### WHAT IS BEING ASKED
Please copy the leading lines of the entries below exactly, concluding with the line in which "pub enum TransitionType" occurs.

### Stored data
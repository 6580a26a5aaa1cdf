//! Transition rule table
//!
//! Rules are registered once, in order, and the resulting [`RuleTable`] is
//! read-only. Within one transition type the first matching rule wins, so
//! registration order is part of the table's meaning.

use crate::condition::Condition;
use crate::facts::HostFacts;
use crate::host::HostStatus;
use serde::{Deserialize, Serialize};
use std::fmt;
use tracing::debug;

/// Category of trigger presented to the engine.
#[derive(Debug, Clone, Copy, PartialEq, Eq, Hash, Serialize, Deserialize)]
pub enum TransitionType {
    /// Host agent registered (or re-registered)
    RegisterHost,
    /// Operator enabled the host
    EnableHost,
    /// Operator disabled the host
    DisableHost,
    /// Periodic re-evaluation
    Refresh,
}

impl fmt::Display for TransitionType {
    fn fmt(&self, f: &mut fmt::Formatter<'_>) -> fmt::Result {
        let name = match self {
            Self::RegisterHost => "RegisterHost",
            Self::EnableHost => "EnableHost",
            Self::DisableHost => "DisableHost",
            Self::Refresh => "RefreshStatus",
        };
        f.write_str(name)
    }
}

/// Side effect run after a rule has selected its destination.
#[derive(Debug, Clone, Copy, PartialEq, Eq)]
pub enum PostTransition {
    /// See [`TransitionHandler::post_register_host`](crate::handler::TransitionHandler::post_register_host)
    RegisterHost,
    /// See [`TransitionHandler::post_disable_host`](crate::handler::TransitionHandler::post_disable_host)
    DisableHost,
    /// See [`TransitionHandler::post_enable_host`](crate::handler::TransitionHandler::post_enable_host)
    EnableHost,
    /// Refresh with the status template tied to the destination state
    RefreshHost(&'static str),
}

/// A single registered transition.
#[derive(Debug, Clone)]
pub struct TransitionRule {
    transition_type: TransitionType,
    source_states: Vec<HostStatus>,
    condition: Option<Condition>,
    destination_state: HostStatus,
    post_transition: Option<PostTransition>,
}

impl TransitionRule {
    /// Creates an unconditional rule without a handler.
    pub fn new(
        transition_type: TransitionType,
        source_states: impl IntoIterator<Item = HostStatus>,
        destination_state: HostStatus,
    ) -> Self {
        Self {
            transition_type,
            source_states: source_states.into_iter().collect(),
            condition: None,
            destination_state,
            post_transition: None,
        }
    }

    /// Guards the rule with `condition`.
    #[must_use]
    pub fn with_condition(mut self, condition: Condition) -> Self {
        self.condition = Some(condition);
        self
    }

    /// Attaches a post-transition handler.
    #[must_use]
    pub fn with_post_transition(mut self, post_transition: PostTransition) -> Self {
        self.post_transition = Some(post_transition);
        self
    }

    /// Transition type this rule responds to
    #[must_use]
    pub fn transition_type(&self) -> TransitionType {
        self.transition_type
    }

    /// States from which this rule is eligible
    #[must_use]
    pub fn source_states(&self) -> &[HostStatus] {
        &self.source_states
    }

    /// State the host moves to when this rule is applied
    #[must_use]
    pub fn destination_state(&self) -> HostStatus {
        self.destination_state
    }

    /// Handler to run after the state is chosen
    #[must_use]
    pub fn post_transition(&self) -> Option<PostTransition> {
        self.post_transition
    }

    /// Whether the rule is eligible for `state` (ignoring the condition).
    #[must_use]
    pub fn accepts(&self, transition_type: TransitionType, state: HostStatus) -> bool {
        self.transition_type == transition_type && self.source_states.contains(&state)
    }

    /// Whether the rule applies. An absent condition always holds.
    #[must_use]
    pub fn matches(&self, transition_type: TransitionType, state: HostStatus, facts: &HostFacts) -> bool {
        self.accepts(transition_type, state)
            && self.condition.as_ref().is_none_or(|c| c.evaluate(facts))
    }
}

/// Ordered, immutable collection of transition rules.
#[derive(Debug, Clone, Default)]
pub struct RuleTable {
    rules: Vec<TransitionRule>,
}

impl RuleTable {
    /// Starts building a table.
    #[must_use]
    pub fn builder() -> RuleTableBuilder {
        RuleTableBuilder::default()
    }

    /// First rule, in registration order, that applies.
    #[must_use]
    pub fn find(
        &self,
        transition_type: TransitionType,
        state: HostStatus,
        facts: &HostFacts,
    ) -> Option<&TransitionRule> {
        self.rules
            .iter()
            .find(|rule| rule.matches(transition_type, state, facts))
    }

    /// All rules, in registration order.
    #[must_use]
    pub fn rules(&self) -> &[TransitionRule] {
        &self.rules
    }

    /// Number of registered rules
    #[must_use]
    pub fn len(&self) -> usize {
        self.rules.len()
    }

    /// Whether no rules are registered
    #[must_use]
    pub fn is_empty(&self) -> bool {
        self.rules.is_empty()
    }
}

/// Collects rules in registration order.
#[derive(Debug, Default)]
pub struct RuleTableBuilder {
    rules: Vec<TransitionRule>,
}

impl RuleTableBuilder {
    /// Appends a rule. Earlier rules take priority.
    pub fn register_rule(&mut self, rule: TransitionRule) -> &mut Self {
        debug!(
            "Registering {} rule {:?} -> {}",
            rule.transition_type, rule.source_states, rule.destination_state
        );
        self.rules.push(rule);
        self
    }

    /// Freezes the table.
    #[must_use]
    pub fn build(self) -> RuleTable {
        RuleTable { rules: self.rules }
    }
}
//! Host entity
//!
//! A host's `state` is only ever changed by the state machine engine and its
//! `status_info` only by a post-transition handler.

use serde::{Deserialize, Serialize};
use std::fmt;
use uuid::Uuid;

/// Unique, immutable host identifier.
#[derive(Debug, Clone, Copy, PartialEq, Eq, Hash, PartialOrd, Ord, Serialize, Deserialize)]
#[serde(transparent)]
pub struct HostId(Uuid);

impl HostId {
    /// Generates a new random identifier.
    #[must_use]
    pub fn new() -> Self {
        Self(Uuid::new_v4())
    }

    /// Wraps an existing UUID.
    #[must_use]
    pub fn from_uuid(id: Uuid) -> Self {
        Self(id)
    }

    /// Underlying UUID.
    #[must_use]
    pub fn as_uuid(&self) -> &Uuid {
        &self.0
    }
}

impl Default for HostId {
    fn default() -> Self {
        Self::new()
    }
}

impl fmt::Display for HostId {
    fn fmt(&self, f: &mut fmt::Formatter<'_>) -> fmt::Result {
        self.0.fmt(f)
    }
}

impl std::str::FromStr for HostId {
    type Err = uuid::Error;

    fn from_str(s: &str) -> Result<Self, Self::Err> {
        Uuid::parse_str(s).map(Self)
    }
}

/// Lifecycle state of a pool host.
#[derive(Debug, Clone, Copy, PartialEq, Eq, Hash, Serialize, Deserialize, Default)]
#[serde(rename_all = "kebab-case")]
pub enum HostStatus {
    /// Never registered
    #[default]
    #[serde(rename = "")]
    Initial,

    /// Registered, waiting for hardware details
    Discovering,

    /// Stopped checking in
    Disconnected,

    /// Hardware below the pool minimums
    Insufficient,

    /// Eligible to be moved into a cluster
    ReadyToBeMoved,

    /// Manually disabled
    Disabled,
}

impl HostStatus {
    /// All states, in declaration order.
    pub const ALL: [HostStatus; 6] = [
        HostStatus::Initial,
        HostStatus::Discovering,
        HostStatus::Disconnected,
        HostStatus::Insufficient,
        HostStatus::ReadyToBeMoved,
        HostStatus::Disabled,
    ];

    /// Wire name of the state (empty for [`HostStatus::Initial`]).
    #[must_use]
    pub fn as_str(&self) -> &'static str {
        match self {
            Self::Initial => "",
            Self::Discovering => "discovering",
            Self::Disconnected => "disconnected",
            Self::Insufficient => "insufficient",
            Self::ReadyToBeMoved => "ready-to-be-moved",
            Self::Disabled => "disabled",
        }
    }
}

impl fmt::Display for HostStatus {
    fn fmt(&self, f: &mut fmt::Formatter<'_>) -> fmt::Result {
        match self {
            Self::Initial => f.write_str("<initial>"),
            other => f.write_str(other.as_str()),
        }
    }
}

/// A bare-metal host under lifecycle management.
#[derive(Debug, Clone, PartialEq, Eq, Serialize, Deserialize)]
#[serde(rename_all = "camelCase")]
pub struct Host {
    id: HostId,
    state: HostStatus,
    #[serde(default)]
    status_info: String,
    /// State left by a transition whose event has not been delivered yet
    #[serde(default, skip_serializing_if = "Option::is_none")]
    unreported_from: Option<HostStatus>,
}

impl Host {
    /// Creates a host that has not been registered yet.
    #[must_use]
    pub fn new(id: HostId) -> Self {
        Self {
            id,
            state: HostStatus::Initial,
            status_info: String::new(),
            unreported_from: None,
        }
    }

    /// Rebuilds a host from a persisted state and status message.
    #[must_use]
    pub fn restore(id: HostId, state: HostStatus, status_info: impl Into<String>) -> Self {
        Self {
            id,
            state,
            status_info: status_info.into(),
            unreported_from: None,
        }
    }

    /// Host identifier
    #[must_use]
    pub fn id(&self) -> HostId {
        self.id
    }

    /// Current lifecycle state
    #[must_use]
    pub fn state(&self) -> HostStatus {
        self.state
    }

    /// Explanation of the current state
    #[must_use]
    pub fn status_info(&self) -> &str {
        &self.status_info
    }

    pub(crate) fn set_state(&mut self, state: HostStatus) {
        self.state = state;
    }

    /// Source state of a transition that was applied but not yet reported.
    #[must_use]
    pub fn unreported_from(&self) -> Option<HostStatus> {
        self.unreported_from
    }

    pub(crate) fn set_unreported_from(&mut self, state: Option<HostStatus>) {
        self.unreported_from = state;
    }

    /// Updates the status message, returning whether it changed.
    pub(crate) fn set_status_info(&mut self, status_info: String) -> bool {
        if self.status_info == status_info {
            return false;
        }
        self.status_info = status_info;
        true
    }
}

### ANSWER AREA
repository 6580a26a5aaa1cdf
//! Transition rule table
//!
//! Rules are registered once, in order, and the resulting [`RuleTable`] is
//! read-only. Within one transition type the first matching rule wins, so
//! registration order is part of the table's meaning.

use crate::condition::Condition;
use crate::facts::HostFacts;
use crate::host::HostStatus;
use serde::{Deserialize, Serialize};
use std::fmt;
use tracing::debug;

/// Category of trigger presented to the engine.
#[derive(Debug, Clone, Copy, PartialEq, Eq, Hash, Serialize, Deserialize)]
pub enum TransitionType {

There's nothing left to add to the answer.